To debate these issues, Integrated Healthcare Group brought together a number of prominent speakers to discuss the opportunities and challenges of Integrated Healthcare at an event organized by the INSEAD Alumni Association in London on February 13. “Everyone agrees that integrated care can improve patient outcomes and stem healthcare costs inflation,” says Abhishek Agrawal, co-founder of psHEALTH. “However there is no universal model. Successful Integrated Healthcare initiatives come in all shapes and sizes,” he adds.
At the event, Chris Ham, Chief Executive of The King’s Fund, set out a number of factors proven to impact on integrated care delivery in a negative way. Key obstacles identified by The King’s Fund, he explained, include: focusing on a specific disease area – which tends to mean that the impact of co-morbidities on patients with chronic conditions are ignored; provision for small groups of patients, which lacks scale benefits; and use of monopoly providers, which undermines patient choices and inhibits competition to improve care standards.
Tim Johnson, Bupa’s Corporate Strategy Director, explained his belief that successful integrated care delivery requires significant investments which can only be recovered over a long period. This requires contractual arrangements that align interests of both funder and providers for the long term. The delivery of integrated care in Valencia, Spain, where Bupa is managing a fully integrated health system, for a population in excess of 200,000, was highlighted as an example of success. According to Mr Johnson, the contract length, in excess of 10 years, has enabled Bupa to invest in costly operational changes and in disease-prevention initiatives, which will pay off over contract length.
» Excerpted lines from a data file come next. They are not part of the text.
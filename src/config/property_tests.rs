//! Property-based tests for the configuration layer.

use proptest::prelude::*;
use serde_json::{Value, json};

use super::{ConfigStore, canonical_json};

/// Strategy producing arbitrary JSON values of bounded depth.
fn arb_json() -> impl Strategy<Value = Value> {
    let leaf = prop_oneof![
        Just(Value::Null),
        any::<bool>().prop_map(Value::from),
        any::<i64>().prop_map(Value::from),
        "[a-zA-Z0-9 _.-]{0,16}".prop_map(Value::from),
    ];
    leaf.prop_recursive(3, 24, 4, |inner| {
        prop_oneof![
            prop::collection::vec(inner.clone(), 0..4).prop_map(Value::from),
            prop::collection::btree_map("[a-z]{1,6}", inner, 0..4)
                .prop_map(|m| Value::Object(m.into_iter().collect())),
        ]
    })
}

proptest! {
    /// Canonicalisation is deterministic and survives a parse round-trip.
    #[test]
    fn canonical_form_is_stable(value in arb_json()) {
        let first = canonical_json(&value).unwrap();
        let second = canonical_json(&value).unwrap();
        prop_assert_eq!(&first, &second);

        let reparsed: Value = serde_json::from_str(&first).unwrap();
        prop_assert_eq!(first, canonical_json(&reparsed).unwrap());
    }

    /// Getters are total: any document, any path, any key yields the default
    /// rather than a panic when the lookup cannot be satisfied.
    #[test]
    fn getters_never_panic(
        value in arb_json(),
        path in "[a-z.]{0,12}",
        key in "[a-z]{1,6}",
    ) {
        let cfg = ConfigStore::from_value(value);
        let _ = cfg.get_string(&path, &key, "d");
        let _ = cfg.get_number(&path, &key, 0i64);
        let _ = cfg.get_number(&path, &key, 0.0f64);
        let _ = cfg.get_bool(&path, &key, false);
        let _ = cfg.get_string_vector(&path, &key, &[]);
        let _ = cfg.get_keys(&path, true, true, true);
    }

    /// Numeric strings round-trip through the string-coercion path.
    #[test]
    fn decimal_strings_parse_like_numbers(n in any::<i32>()) {
        let cfg = ConfigStore::from_value(json!({ "s": { "v": n.to_string() } }));
        prop_assert_eq!(cfg.get_number("s", "v", 0i64), i64::from(n));
    }
}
Ruth Pool, of Healthcare at Home, discussed the importance of putting the patient in the centre of care delivery. She is hopeful that CCG commissioners over time will begin to commission for actual patient outcomes. According to Ms Pool, the use of case managers, to co-ordinate care and access to electronic patient records, is a key ingredient for success.
What role will pharmaceuticals play in the future? Janssen Healthcare Innovation, part of the Johnson & Johnson group, is working on a number of new service-led models independent of drug brands. Marco Mohwinckel, a partner in the innovation team, discussed Janssen’s success in Germany managing a specific cohort of patients with mental health issues and indicated that Janssen is developing similar services world-wide.
Lastly, Dr Mohammad Al-Ubaydli, the CEO of PatientsKnowBest, made passionate arguments for the need for patients to be in control and the need for patient-centric health records. According to Dr Al-Ubaydli, no one can take the patient and his/her carers’ place as the chief co-ordinator of care.
“It’s clear that successful Integrated Healthcare initiatives require a lot of ingredients, says Abhishek Agrawal, summing up the day. Strong local oversight, long-term financial incentives, difficult organisational changes and co-ordination across multiple stakeholders. However it’s difficult to achieve this without an underlying robust, flexible and secure case management system that integrates with a number of legacy systems. In our view, the future will involve a lot of experimentation. With our secure, cloud-based solutions we are helping providers reduce the time and cost to market as they innovate and create effective new services.”